Intel’s Broadwell CPU; more details leak

Renames, rebrands, and GPUs

Intel - logoA few details about Intel’s Broadwell chip are now leaking, and the biggest bang is surrounding the GPU. It is all new on paper, but the code names indicate it is a little less than that.

You might recall that Broadwell is the successor to next year’s Haswell CPU, is going to mostly be an incremental change. First off, there will be no new chipsets for Broadwell, those for Haswell are going to be carried over. Word is now trickling out that those chipsets will be renamed to keep up the ruse that they are vaguely interesting, and are being referred to as the 9-series. The only changes are going to be clock speed and a few fuses though, don’t get your hopes up. Some sources are saying that Intel will keep a few features fused off in the Haswell/8-series variants to add a bullet point or two when they add 1 to the series number, but the silicon will be the same between them.

More importantly is the fact that you won’t be able to get a socketed Broadwell, they are BGA only, so goodbye to desktops. There will be a few new SKUs of Haswell released to freshen the product mix, but they will be 22nm and once again have no silicon changes.

Broadwell cores are also not slated for a major revision, they are mainly being shrunk to 14nm. A few bits of low hanging fruit are being picked with the shrink, but no big bangs. Think performance per watt gains, outright performance will again underwhelm on the CPU side.

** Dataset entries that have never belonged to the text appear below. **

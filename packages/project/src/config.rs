use std::path::{Path, PathBuf};

use anyhow::Context;
use serde::{Deserialize, Serialize};
use tracery_common::FileSystem;

pub const CONFIG_FILE_NAME: &str = "tracery.config.json";

/// Project-level settings, read from `tracery.config.json` at the
/// project root. Every field has a default so the file is optional.
#[derive(Debug, Clone, Serialize, Deserialize)]
#[serde(rename_all = "camelCase", default)]
pub struct ProjectConfig {
    pub paths: ProjectPaths,
    /// Whether pages belong to a streaming-data repo. When set, page
    /// writes also maintain the stream config block.
    pub pages_js_repo: bool,
}

#[derive(Debug, Clone, Serialize, Deserialize)]
#[serde(rename_all = "camelCase", default)]
pub struct ProjectPaths {
    pub components: PathBuf,
    pub pages: PathBuf,
    pub modules: PathBuf,
}

impl Default for ProjectConfig {
    fn default() -> Self {
        Self {
            paths: ProjectPaths::default(),
            pages_js_repo: false,
        }
    }
}

impl Default for ProjectPaths {
    fn default() -> Self {
        Self {
            components: PathBuf::from("src/components"),
            pages: PathBuf::from("src/pages"),
            modules: PathBuf::from("src/modules"),
        }
    }
}

impl ProjectConfig {
    /// Load the config from `root`, falling back to defaults when the
    /// file is absent.
    pub fn load(fs: &dyn FileSystem, root: &Path) -> anyhow::Result<Self> {
        let path = root.join(CONFIG_FILE_NAME);
        if !fs.exists(&path) {
            return Ok(Self::default());
        }
        let text = fs
            .read_to_string(&path)
            .with_context(|| format!("Failed to read {}", path.display()))?;
        serde_json::from_str(&text)
            .with_context(|| format!("Failed to parse {}", path.display()))
    }

    pub fn components_dir(&self, root: &Path) -> PathBuf {
        root.join(&self.paths.components)
    }

    pub fn pages_dir(&self, root: &Path) -> PathBuf {
        root.join(&self.paths.pages)
    }

    pub fn modules_dir(&self, root: &Path) -> PathBuf {
        root.join(&self.paths.modules)
    }
}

Will Broadwell bring anything to the table worth noting? Actually yes, SemiAccurate moles have said that the CPU will have a brand new GPU with a lot of new instructions, and a few radically improved ones too. It will not be the big graphics bang that Haswell is, but it should increase GPU performance by a claimed 40% from what it’s 22nm sibling has. If Broadwell is only at the same TDPs, it will be a clear win, but it will likely drop power by a substantial margin. Unfortunately for the user, Intel graphics drivers are still woeful and broken, and there is no internal impetus to change that.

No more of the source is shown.